Every line below that carries the word "back" needs to be copied.

*** Opening of DATA SECTION ***

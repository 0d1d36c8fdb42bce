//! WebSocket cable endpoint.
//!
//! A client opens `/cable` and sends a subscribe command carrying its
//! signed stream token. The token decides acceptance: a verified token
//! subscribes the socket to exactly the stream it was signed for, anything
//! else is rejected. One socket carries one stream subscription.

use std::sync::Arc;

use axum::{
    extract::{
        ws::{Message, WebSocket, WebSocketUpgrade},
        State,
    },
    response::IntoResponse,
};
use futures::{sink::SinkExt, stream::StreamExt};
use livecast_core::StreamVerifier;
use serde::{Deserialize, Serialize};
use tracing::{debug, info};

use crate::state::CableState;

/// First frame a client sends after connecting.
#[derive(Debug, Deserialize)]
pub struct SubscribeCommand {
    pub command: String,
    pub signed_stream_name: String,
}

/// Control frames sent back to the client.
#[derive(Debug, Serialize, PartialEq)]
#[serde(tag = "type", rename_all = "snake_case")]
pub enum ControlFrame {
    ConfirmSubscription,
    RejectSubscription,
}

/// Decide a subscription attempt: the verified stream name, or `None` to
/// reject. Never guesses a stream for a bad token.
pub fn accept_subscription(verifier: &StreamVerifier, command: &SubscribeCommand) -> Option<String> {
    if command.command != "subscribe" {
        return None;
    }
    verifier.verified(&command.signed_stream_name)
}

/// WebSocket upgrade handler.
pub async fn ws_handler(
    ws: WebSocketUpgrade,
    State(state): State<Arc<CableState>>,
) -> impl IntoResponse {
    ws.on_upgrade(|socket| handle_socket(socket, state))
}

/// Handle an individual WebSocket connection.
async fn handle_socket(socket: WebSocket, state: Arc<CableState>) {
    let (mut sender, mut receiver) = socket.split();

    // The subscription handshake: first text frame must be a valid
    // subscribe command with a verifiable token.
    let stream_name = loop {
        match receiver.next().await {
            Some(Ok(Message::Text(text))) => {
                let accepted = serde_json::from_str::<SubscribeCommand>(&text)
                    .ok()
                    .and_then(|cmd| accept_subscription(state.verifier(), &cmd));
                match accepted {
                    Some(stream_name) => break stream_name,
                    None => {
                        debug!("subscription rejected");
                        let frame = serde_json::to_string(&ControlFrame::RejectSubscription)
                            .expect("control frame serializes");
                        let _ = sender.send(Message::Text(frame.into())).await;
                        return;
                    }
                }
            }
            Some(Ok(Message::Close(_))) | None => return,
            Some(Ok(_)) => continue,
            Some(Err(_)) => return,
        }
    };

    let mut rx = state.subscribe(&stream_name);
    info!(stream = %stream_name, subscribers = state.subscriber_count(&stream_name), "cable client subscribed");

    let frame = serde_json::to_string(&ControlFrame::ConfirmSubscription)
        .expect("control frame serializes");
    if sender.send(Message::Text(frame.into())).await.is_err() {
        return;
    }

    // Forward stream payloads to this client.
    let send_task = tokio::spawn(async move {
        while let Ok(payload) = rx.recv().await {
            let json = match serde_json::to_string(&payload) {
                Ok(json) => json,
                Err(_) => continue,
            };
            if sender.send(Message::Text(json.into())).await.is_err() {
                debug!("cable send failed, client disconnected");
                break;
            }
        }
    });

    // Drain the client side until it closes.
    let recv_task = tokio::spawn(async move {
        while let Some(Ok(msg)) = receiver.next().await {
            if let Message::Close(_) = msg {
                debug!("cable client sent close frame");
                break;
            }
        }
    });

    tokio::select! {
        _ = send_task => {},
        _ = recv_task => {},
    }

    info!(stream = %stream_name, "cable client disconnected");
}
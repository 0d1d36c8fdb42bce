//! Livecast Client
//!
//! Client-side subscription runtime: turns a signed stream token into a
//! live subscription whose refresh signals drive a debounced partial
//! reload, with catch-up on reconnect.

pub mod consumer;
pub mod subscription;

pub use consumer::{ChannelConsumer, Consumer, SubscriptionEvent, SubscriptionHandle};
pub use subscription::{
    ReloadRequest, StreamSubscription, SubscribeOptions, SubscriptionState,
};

*** Close of DATA SECTION ***
*** Opening of DATA SECTION ***

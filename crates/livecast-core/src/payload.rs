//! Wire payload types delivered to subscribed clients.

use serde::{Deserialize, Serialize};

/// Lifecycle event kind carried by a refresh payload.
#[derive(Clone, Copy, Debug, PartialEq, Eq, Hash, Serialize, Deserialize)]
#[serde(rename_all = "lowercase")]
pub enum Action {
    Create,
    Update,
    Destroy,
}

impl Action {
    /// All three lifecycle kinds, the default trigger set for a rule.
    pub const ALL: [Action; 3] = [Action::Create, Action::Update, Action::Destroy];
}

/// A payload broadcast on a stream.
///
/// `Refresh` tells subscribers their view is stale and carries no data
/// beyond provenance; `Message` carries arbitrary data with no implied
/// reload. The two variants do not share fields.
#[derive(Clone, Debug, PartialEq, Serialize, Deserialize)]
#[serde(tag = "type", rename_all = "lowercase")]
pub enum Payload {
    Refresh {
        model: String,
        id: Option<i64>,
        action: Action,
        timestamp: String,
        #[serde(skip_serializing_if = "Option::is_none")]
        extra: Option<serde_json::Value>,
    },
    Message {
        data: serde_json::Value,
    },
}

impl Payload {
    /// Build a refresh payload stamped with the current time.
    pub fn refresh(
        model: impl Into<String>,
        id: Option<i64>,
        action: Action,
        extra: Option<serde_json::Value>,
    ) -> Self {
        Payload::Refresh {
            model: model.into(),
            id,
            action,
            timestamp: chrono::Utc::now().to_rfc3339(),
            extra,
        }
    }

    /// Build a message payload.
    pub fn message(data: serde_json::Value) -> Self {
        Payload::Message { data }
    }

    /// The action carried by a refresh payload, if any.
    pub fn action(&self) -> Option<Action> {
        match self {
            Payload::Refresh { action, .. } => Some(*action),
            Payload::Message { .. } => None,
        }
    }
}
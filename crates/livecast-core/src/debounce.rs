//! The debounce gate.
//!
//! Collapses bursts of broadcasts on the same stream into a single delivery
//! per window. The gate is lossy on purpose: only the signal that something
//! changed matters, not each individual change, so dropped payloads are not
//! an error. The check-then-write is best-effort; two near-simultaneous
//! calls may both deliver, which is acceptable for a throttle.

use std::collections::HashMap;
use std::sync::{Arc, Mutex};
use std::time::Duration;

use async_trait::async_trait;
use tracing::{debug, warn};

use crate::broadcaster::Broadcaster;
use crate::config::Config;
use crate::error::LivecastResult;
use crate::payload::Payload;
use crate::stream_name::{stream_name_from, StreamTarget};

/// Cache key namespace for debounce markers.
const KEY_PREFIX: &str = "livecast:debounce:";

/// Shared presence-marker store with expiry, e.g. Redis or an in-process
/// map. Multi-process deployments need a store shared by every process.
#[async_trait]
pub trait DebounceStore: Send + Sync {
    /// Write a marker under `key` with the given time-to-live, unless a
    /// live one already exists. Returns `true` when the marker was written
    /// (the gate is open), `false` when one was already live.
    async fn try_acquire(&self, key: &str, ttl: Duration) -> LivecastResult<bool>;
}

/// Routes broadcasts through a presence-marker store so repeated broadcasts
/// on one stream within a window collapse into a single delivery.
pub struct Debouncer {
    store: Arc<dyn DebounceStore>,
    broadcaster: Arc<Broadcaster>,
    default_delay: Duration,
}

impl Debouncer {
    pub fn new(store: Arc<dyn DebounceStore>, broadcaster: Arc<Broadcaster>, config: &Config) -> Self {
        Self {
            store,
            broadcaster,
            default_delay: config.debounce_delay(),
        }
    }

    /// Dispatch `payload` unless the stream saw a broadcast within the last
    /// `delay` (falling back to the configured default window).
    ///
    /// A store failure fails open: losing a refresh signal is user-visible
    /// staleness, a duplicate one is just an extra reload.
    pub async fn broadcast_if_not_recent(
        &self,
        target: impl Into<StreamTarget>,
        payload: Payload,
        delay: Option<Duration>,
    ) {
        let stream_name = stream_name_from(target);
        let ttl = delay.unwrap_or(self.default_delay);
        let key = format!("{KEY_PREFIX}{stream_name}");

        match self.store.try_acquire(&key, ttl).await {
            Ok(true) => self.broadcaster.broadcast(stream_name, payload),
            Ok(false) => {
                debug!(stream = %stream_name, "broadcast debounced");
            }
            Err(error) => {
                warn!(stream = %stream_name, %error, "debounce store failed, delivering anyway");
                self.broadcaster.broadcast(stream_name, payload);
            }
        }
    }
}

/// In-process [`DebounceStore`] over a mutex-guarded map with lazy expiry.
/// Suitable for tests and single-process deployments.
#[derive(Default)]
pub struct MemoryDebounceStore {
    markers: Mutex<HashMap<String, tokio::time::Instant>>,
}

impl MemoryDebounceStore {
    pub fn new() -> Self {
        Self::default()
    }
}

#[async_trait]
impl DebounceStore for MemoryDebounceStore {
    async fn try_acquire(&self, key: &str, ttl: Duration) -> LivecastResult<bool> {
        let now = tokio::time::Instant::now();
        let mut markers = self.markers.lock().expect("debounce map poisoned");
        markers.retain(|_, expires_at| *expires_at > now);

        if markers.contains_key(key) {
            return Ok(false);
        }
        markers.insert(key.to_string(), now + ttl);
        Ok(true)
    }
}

*** Close of DATA SECTION ***

RESULT OF THIS EXERCISE:
/// Control frames sent back to the client.
    /// `delay` (falling back to the configured default window).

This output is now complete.